Quality of work life mengungkapkan pentingnya penghargaan terhadap manusia dalam lingkungan kerjanya. Dengan demikian peran penting dari quality of work life adalah mengubah iklim organisasi agar secara tehnis dan manusiawi membawa kepada quality of work life yang lebih baik[12]. Quality of work life merumuskan bahwa setiap proses kebijakan yang diputuskan oleh perusahaan merupakan sebuah respon atas apa yang menjadi keinginan dan harapan karyawan mereka, hal itu diwujudkan dengan berbagi persoalan dan menyatukan pandangan mereka (perusahaan dan karyawan) ke dalam tujuan yang sama yaitu peningkatan kinerja karyawan dan perusahaan.

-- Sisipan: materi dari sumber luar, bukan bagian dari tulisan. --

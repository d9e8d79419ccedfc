use crux_core::capability::{Capability, CapabilityContext, Operation};
use futures::StreamExt;
use serde::{Deserialize, Serialize};
use thiserror::Error;

pub const DEFAULT_FIX_TIMEOUT_MS: u64 = 8_000;
pub const MIN_FIX_TIMEOUT_MS: u64 = 1_000;
pub const MAX_FIX_TIMEOUT_MS: u64 = 60_000;

/// Options for a position request. Defaults match the search flow's
/// needs: high accuracy, ~8s timeout, and no cached fix accepted.
#[derive(Debug, Clone, Copy, PartialEq, Eq, Serialize, Deserialize)]
pub struct FixOptions {
    pub high_accuracy: bool,
    pub timeout_ms: u64,
    pub max_age_ms: u64,
}

impl Default for FixOptions {
    fn default() -> Self {
        Self {
            high_accuracy: true,
            timeout_ms: DEFAULT_FIX_TIMEOUT_MS,
            max_age_ms: 0,
        }
    }
}

impl FixOptions {
    #[must_use]
    pub fn with_timeout_ms(mut self, timeout_ms: u64) -> Self {
        self.timeout_ms = timeout_ms;
        self
    }

    #[must_use]
    pub fn low_accuracy(mut self) -> Self {
        self.high_accuracy = false;
        self
    }

    #[must_use]
    pub fn validated(mut self) -> Self {
        self.timeout_ms = self.timeout_ms.clamp(MIN_FIX_TIMEOUT_MS, MAX_FIX_TIMEOUT_MS);
        self
    }
}

/// Identifies a continuous watch so the shell can tear it down again.
/// Leaking a watch keeps the device GPS hot for the rest of the session.
#[derive(Debug, Clone, Copy, PartialEq, Eq, Hash, Serialize, Deserialize)]
pub struct WatchId(pub u32);

#[derive(Debug, Clone, PartialEq, Serialize, Deserialize)]
pub enum GeolocationOperation {
    GetFix { options: FixOptions },
    Watch { id: WatchId, options: FixOptions },
    ClearWatch { id: WatchId },
}

impl Operation for GeolocationOperation {
    type Output = GeolocationResult;
}

/// One position update as delivered by the device, `{latitude, longitude}`
/// plus whatever accuracy estimate the platform offers.
#[derive(Debug, Clone, Copy, PartialEq, Serialize, Deserialize)]
pub struct PositionFix {
    pub latitude: f64,
    pub longitude: f64,
    pub accuracy_m: Option<f64>,
}

#[derive(Debug, Clone, PartialEq, Serialize, Deserialize)]
pub enum GeolocationOutput {
    Position(PositionFix),
    WatchCleared,
}

impl GeolocationOutput {
    #[must_use]
    pub fn into_position(self) -> Option<PositionFix> {
        match self {
            Self::Position(fix) => Some(fix),
            Self::WatchCleared => None,
        }
    }
}

#[derive(Debug, Clone, Error, Serialize, Deserialize, PartialEq, Eq)]
pub enum GeolocationError {
    #[error("location permission denied")]
    PermissionDenied,

    #[error("no fix within {timeout_ms}ms")]
    Timeout { timeout_ms: u64 },

    #[error("geolocation not supported on this device")]
    Unsupported,

    #[error("location unavailable: {reason}")]
    Unavailable { reason: String },
}

impl GeolocationError {
    #[must_use]
    pub fn is_permission_error(&self) -> bool {
        matches!(self, Self::PermissionDenied)
    }

    #[must_use]
    pub fn is_retryable(&self) -> bool {
        matches!(self, Self::Timeout { .. } | Self::Unavailable { .. })
    }
}

pub type GeolocationResult = Result<GeolocationOutput, GeolocationError>;

/// Wraps the device location API. `get_fix` is one-shot; `watch` streams
/// updates until `clear_watch` is issued for the same id.
pub struct Geolocation<Ev> {
    context: CapabilityContext<GeolocationOperation, Ev>,
}

impl<Ev> Capability<Ev> for Geolocation<Ev> {
    type Operation = GeolocationOperation;
    type MappedSelf<MappedEv> = Geolocation<MappedEv>;

    fn map_event<F, NewEv>(&self, f: F) -> Self::MappedSelf<NewEv>
    where
        F: Fn(NewEv) -> Ev + Send + Sync + 'static,
        Ev: 'static,
        NewEv: 'static + Send,
    {
        Geolocation::new(self.context.map_event(f))
    }
}

impl<Ev> Geolocation<Ev>
where
    Ev: 'static,
{
    pub fn new(context: CapabilityContext<GeolocationOperation, Ev>) -> Self {
        Self { context }
    }

    pub fn get_fix<F>(&self, options: FixOptions, make_event: F)
    where
        F: FnOnce(GeolocationResult) -> Ev + Send + 'static,
    {
        let options = options.validated();
        let context = self.context.clone();
        self.context.spawn(async move {
            let result = context
                .request_from_shell(GeolocationOperation::GetFix { options })
                .await;
            context.update_app(make_event(result));
        });
    }

    /// Each delivery produces one event. The subscription stays alive
    /// until `clear_watch(id)`; callers own that teardown.
    pub fn watch<F>(&self, id: WatchId, options: FixOptions, make_event: F)
    where
        F: Fn(GeolocationResult) -> Ev + Send + 'static,
    {
        let options = options.validated();
        let context = self.context.clone();
        self.context.spawn(async move {
            let updates = context.stream_from_shell(GeolocationOperation::Watch { id, options });
            futures::pin_mut!(updates);

            while let Some(result) = updates.next().await {
                let cleared = matches!(result, Ok(GeolocationOutput::WatchCleared));
                context.update_app(make_event(result));
                if cleared {
                    break;
                }
            }
        });
    }

    pub fn clear_watch(&self, id: WatchId) {
        let context = self.context.clone();
        self.context.spawn(async move {
            context
                .notify_shell(GeolocationOperation::ClearWatch { id })
                .await;
        });
    }
}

Menurut Robins mendefinisikan quality of work life sebagai suatu proses dimana organisasi memberikan respon kepada kebutuhan karyawan dengan mengembangkan mekanisme yang mengijinkan karyawan untuk berbagi dalam membuat keputusan yang membentuk kehidupan kerjanya[13]. Elemen-elemen penting dari quality of work life adalah keamanan kerja, kepuasan kerja, sistem penghargaan yang baik, keuntungan karyawan, ketelibatan karyawan dan performansi organisasi. Quality of work life sebagai perasaan karyawan terhadap pekerjaannya, kerabatnya dan organisasi yang mengarah pada pertumbuhan dan keuntungan organisasi. Perasaan yang baik terhadap pekerjaannya berarti karyawan merasa senang melakukan pekerjaan yang akan mengarah pada lingkungan pekerjaan yang produktif. Menurut Rose menyatakan bahwa “quality of work life sebagai lingkungan kerja yang mendukung dan mempromosikan kepuasaan dengan memberikan penghargaan, keamanan kerja dan kesempatan pengembangan karir kepada karyawan”[14].
Quality of work life didefinisikan sebagai kondisi yang menyenangkan dan keadaan yang menguntungkan bagi karyawan, kesejahteraan karyawan dan pengelolaan sikap terhadap pekerja operasional yang sama baiknya dengan karyawan secara umum. Quality of work life adalah dinamika multidimensional yang meliputi beberapa konsep seperti jaminan kerja, sistem penghargaan, pelatihan dan karier peluang kemajuan, dan keikutsertaan di dalam pengambilan-keputusan. Quality of work life merupakan teknik manajemen yang mencakup gugus kendali mutu, job enrichment, suatu pendekatan untuk bernegosiasi dengan karyawan, hubungan industrial yang serasi, manajemen partisipatif dan bentuk pengembangan organisasional[15].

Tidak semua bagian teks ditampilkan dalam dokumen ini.